**Aim of the exercise**.
Scan the material and copy out each line where the word "every" occurs.

**Available data**.

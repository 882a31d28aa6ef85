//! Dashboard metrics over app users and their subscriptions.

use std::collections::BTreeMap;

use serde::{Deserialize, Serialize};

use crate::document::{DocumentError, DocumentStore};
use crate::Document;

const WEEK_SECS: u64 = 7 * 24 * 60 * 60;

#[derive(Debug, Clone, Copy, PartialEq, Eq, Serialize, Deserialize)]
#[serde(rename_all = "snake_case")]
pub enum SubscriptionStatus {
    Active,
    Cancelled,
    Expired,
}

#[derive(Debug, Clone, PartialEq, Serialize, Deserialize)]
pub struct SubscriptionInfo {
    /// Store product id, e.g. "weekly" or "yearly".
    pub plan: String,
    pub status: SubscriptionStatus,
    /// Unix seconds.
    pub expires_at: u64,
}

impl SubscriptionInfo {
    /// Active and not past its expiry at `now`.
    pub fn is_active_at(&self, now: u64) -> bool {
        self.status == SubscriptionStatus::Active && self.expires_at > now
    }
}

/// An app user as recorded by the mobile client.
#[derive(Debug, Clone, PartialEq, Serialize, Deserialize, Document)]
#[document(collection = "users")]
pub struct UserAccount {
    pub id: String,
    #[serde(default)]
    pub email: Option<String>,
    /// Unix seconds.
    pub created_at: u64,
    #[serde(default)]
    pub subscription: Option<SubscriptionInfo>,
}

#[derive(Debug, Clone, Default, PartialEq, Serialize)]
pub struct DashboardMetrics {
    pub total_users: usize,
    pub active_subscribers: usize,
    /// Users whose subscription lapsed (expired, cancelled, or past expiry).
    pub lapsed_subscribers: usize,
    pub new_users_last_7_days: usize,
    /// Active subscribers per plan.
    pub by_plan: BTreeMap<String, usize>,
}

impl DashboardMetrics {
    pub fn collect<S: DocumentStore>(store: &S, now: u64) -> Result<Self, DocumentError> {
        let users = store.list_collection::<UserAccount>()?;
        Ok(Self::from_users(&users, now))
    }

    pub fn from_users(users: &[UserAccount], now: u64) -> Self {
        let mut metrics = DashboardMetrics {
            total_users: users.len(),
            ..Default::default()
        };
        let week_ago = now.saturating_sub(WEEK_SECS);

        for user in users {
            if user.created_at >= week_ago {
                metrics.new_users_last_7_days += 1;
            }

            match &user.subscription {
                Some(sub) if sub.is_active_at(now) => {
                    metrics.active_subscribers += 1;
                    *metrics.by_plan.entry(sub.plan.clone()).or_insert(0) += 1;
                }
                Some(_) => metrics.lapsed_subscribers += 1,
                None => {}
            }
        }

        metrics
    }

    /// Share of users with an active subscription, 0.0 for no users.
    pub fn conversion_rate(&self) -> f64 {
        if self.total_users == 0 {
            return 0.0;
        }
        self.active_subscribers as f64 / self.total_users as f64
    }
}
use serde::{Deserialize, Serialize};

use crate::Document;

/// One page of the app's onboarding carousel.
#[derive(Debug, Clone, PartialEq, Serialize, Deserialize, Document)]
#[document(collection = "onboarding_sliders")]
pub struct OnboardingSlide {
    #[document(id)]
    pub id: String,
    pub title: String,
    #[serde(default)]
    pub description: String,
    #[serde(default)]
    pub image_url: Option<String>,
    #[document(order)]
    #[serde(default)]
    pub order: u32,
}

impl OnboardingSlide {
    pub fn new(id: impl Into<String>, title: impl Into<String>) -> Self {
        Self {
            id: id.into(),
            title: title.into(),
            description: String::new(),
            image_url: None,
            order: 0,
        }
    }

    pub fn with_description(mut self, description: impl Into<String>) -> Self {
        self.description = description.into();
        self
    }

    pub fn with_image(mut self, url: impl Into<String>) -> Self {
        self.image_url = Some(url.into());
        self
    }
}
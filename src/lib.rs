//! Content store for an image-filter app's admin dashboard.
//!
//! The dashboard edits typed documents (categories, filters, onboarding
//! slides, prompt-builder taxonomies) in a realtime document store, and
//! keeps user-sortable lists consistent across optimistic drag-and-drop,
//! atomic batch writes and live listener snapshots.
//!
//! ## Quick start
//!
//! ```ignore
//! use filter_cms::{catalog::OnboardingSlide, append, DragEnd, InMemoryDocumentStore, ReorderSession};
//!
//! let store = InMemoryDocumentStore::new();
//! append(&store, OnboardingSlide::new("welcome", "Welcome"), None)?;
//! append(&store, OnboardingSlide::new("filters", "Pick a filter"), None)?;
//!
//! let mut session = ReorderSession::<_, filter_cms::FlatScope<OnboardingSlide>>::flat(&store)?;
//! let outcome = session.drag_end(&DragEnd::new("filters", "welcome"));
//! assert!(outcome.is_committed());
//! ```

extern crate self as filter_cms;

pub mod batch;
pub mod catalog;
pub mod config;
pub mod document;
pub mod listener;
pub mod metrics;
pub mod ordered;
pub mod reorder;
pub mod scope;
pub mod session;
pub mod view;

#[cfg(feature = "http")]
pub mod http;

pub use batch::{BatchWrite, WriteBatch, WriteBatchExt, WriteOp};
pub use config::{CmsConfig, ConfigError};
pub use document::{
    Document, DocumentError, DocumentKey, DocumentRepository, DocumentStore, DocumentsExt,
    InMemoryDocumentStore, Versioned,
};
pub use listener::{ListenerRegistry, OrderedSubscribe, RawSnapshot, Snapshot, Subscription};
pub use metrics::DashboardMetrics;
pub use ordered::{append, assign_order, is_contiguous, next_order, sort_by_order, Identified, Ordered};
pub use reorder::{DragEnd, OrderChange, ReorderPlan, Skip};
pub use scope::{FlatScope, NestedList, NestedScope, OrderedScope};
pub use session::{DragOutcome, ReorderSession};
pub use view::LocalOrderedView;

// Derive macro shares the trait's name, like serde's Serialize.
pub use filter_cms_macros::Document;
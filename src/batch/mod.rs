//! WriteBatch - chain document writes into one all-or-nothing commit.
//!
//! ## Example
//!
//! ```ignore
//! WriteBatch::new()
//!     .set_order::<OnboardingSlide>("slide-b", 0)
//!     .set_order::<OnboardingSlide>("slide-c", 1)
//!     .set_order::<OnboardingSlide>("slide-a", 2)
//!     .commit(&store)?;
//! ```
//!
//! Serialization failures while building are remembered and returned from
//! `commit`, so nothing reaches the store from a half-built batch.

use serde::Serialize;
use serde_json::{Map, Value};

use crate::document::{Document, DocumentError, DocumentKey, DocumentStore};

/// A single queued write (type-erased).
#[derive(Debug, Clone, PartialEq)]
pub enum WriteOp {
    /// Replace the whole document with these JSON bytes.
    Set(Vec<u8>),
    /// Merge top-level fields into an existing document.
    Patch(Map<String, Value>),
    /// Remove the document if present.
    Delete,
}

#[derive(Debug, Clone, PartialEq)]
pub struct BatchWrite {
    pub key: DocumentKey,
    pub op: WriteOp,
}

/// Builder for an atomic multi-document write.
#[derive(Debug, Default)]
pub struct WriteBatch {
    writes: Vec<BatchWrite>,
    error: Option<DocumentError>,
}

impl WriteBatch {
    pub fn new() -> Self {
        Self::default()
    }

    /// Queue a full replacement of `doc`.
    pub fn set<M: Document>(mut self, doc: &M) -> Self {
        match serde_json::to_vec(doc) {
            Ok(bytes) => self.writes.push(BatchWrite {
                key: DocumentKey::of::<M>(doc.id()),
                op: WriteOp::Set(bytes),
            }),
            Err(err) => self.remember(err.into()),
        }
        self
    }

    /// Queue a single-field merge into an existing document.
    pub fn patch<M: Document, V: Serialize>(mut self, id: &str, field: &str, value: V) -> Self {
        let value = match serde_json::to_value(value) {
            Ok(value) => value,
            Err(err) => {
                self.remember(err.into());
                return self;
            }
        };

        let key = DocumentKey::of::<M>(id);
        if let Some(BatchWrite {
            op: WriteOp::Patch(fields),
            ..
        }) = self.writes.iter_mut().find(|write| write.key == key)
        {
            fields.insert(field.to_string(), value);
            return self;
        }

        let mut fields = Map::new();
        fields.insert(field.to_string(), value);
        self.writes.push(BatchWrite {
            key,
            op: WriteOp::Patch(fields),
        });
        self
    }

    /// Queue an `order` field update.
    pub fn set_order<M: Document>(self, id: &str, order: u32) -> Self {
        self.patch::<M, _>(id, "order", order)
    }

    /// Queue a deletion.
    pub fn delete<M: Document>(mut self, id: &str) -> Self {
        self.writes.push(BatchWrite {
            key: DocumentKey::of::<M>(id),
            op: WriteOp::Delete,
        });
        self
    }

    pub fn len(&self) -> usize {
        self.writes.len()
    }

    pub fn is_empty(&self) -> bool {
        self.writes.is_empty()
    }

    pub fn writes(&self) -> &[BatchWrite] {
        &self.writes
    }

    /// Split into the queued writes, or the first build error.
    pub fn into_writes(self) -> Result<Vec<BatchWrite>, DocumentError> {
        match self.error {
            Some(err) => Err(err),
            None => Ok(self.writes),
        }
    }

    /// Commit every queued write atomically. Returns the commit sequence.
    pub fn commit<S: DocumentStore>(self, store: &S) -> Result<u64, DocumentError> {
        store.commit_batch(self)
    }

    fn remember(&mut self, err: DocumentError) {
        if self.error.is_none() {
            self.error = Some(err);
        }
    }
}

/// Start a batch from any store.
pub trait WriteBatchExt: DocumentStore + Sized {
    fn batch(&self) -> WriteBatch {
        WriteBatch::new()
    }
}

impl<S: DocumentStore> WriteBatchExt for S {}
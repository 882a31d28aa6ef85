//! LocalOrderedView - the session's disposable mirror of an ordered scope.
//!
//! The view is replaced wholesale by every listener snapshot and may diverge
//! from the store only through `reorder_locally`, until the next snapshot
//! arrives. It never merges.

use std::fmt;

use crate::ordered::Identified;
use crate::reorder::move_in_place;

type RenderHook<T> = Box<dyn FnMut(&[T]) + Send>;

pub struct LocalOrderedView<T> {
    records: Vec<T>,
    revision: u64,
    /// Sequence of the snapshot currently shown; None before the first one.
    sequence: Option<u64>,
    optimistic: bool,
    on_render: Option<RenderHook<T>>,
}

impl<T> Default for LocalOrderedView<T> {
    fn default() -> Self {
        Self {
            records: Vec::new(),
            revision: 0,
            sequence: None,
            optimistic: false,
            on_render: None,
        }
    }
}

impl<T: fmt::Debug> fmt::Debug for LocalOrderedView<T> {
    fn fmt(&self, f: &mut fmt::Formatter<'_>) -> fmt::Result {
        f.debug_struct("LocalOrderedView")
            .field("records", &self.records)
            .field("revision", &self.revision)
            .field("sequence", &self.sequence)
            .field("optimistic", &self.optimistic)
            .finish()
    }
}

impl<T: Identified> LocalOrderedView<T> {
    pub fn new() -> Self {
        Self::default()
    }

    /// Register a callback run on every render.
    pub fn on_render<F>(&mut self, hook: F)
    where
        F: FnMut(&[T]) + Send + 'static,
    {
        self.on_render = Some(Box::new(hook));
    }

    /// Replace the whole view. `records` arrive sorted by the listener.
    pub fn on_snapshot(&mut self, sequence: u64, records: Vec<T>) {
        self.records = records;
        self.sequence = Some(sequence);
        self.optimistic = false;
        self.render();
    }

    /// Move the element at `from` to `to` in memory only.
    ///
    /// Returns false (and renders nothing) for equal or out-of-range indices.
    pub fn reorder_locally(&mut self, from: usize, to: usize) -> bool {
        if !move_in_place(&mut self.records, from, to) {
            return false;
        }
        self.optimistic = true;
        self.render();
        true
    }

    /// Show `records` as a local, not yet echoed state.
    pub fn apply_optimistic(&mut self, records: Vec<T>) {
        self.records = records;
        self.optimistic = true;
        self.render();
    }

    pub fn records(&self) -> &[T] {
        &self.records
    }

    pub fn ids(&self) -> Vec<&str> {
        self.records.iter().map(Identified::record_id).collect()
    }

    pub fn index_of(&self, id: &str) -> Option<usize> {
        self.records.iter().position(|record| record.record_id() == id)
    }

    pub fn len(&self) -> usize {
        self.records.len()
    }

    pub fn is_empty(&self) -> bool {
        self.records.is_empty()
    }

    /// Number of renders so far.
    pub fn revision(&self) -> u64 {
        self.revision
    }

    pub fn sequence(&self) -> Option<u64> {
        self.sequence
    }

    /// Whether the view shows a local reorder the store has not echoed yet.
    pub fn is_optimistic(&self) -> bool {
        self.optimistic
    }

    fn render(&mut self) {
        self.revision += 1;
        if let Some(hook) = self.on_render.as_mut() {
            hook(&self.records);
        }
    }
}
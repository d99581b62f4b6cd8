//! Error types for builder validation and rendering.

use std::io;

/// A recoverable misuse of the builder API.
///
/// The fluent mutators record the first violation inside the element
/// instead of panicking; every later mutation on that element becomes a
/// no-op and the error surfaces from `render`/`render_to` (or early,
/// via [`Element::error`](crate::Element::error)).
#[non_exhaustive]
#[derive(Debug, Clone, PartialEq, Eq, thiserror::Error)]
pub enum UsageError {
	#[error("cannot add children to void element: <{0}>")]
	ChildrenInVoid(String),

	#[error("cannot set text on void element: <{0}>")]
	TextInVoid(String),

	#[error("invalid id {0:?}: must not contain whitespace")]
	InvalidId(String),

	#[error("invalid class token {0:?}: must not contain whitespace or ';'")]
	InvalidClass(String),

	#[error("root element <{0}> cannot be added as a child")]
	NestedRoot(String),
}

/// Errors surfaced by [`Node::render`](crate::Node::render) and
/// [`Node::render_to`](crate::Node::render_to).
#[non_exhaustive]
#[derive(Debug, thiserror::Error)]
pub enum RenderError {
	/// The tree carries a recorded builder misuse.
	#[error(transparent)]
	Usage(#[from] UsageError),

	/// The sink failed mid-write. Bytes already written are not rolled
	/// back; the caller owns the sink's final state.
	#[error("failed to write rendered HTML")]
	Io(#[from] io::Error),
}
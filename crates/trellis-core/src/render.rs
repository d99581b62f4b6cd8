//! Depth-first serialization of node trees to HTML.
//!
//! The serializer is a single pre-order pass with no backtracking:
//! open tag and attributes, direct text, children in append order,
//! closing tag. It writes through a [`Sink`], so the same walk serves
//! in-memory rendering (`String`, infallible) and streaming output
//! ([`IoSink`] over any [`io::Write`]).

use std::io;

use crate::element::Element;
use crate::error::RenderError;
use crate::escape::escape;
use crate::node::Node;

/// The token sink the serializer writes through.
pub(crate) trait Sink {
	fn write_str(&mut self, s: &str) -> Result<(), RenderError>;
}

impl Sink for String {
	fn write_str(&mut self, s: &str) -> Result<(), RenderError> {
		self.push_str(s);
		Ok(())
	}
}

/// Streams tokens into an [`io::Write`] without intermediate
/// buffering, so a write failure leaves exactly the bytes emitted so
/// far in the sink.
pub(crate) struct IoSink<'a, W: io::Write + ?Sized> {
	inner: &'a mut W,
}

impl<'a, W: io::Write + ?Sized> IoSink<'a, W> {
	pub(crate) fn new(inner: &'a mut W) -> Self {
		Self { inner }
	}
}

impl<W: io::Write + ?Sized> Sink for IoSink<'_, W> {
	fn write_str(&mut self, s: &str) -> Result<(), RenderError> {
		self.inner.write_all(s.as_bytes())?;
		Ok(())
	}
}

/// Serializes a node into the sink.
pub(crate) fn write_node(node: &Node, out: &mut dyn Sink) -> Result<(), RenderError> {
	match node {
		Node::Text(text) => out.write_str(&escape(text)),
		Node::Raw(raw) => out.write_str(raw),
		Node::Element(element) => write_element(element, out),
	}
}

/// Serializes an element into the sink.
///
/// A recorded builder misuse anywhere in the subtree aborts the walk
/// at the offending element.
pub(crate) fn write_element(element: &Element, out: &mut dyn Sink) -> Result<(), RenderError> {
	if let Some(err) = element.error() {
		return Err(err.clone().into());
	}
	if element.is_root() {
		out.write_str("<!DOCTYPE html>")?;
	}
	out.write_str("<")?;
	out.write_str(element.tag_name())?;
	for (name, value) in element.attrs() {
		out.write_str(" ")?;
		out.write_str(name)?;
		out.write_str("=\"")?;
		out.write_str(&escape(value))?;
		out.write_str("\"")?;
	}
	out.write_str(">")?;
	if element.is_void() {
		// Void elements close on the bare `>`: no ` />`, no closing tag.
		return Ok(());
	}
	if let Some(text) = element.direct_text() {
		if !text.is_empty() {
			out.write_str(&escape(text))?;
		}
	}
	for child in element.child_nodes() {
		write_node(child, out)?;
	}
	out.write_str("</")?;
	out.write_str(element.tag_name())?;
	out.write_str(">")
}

**Task answer**.
    /// Commit every queued write atomically. Returns the commit sequence.
//! The view is replaced wholesale by every listener snapshot and may diverge
    /// Register a callback run on every render.
/// instead of panicking; every later mutation on that element becomes a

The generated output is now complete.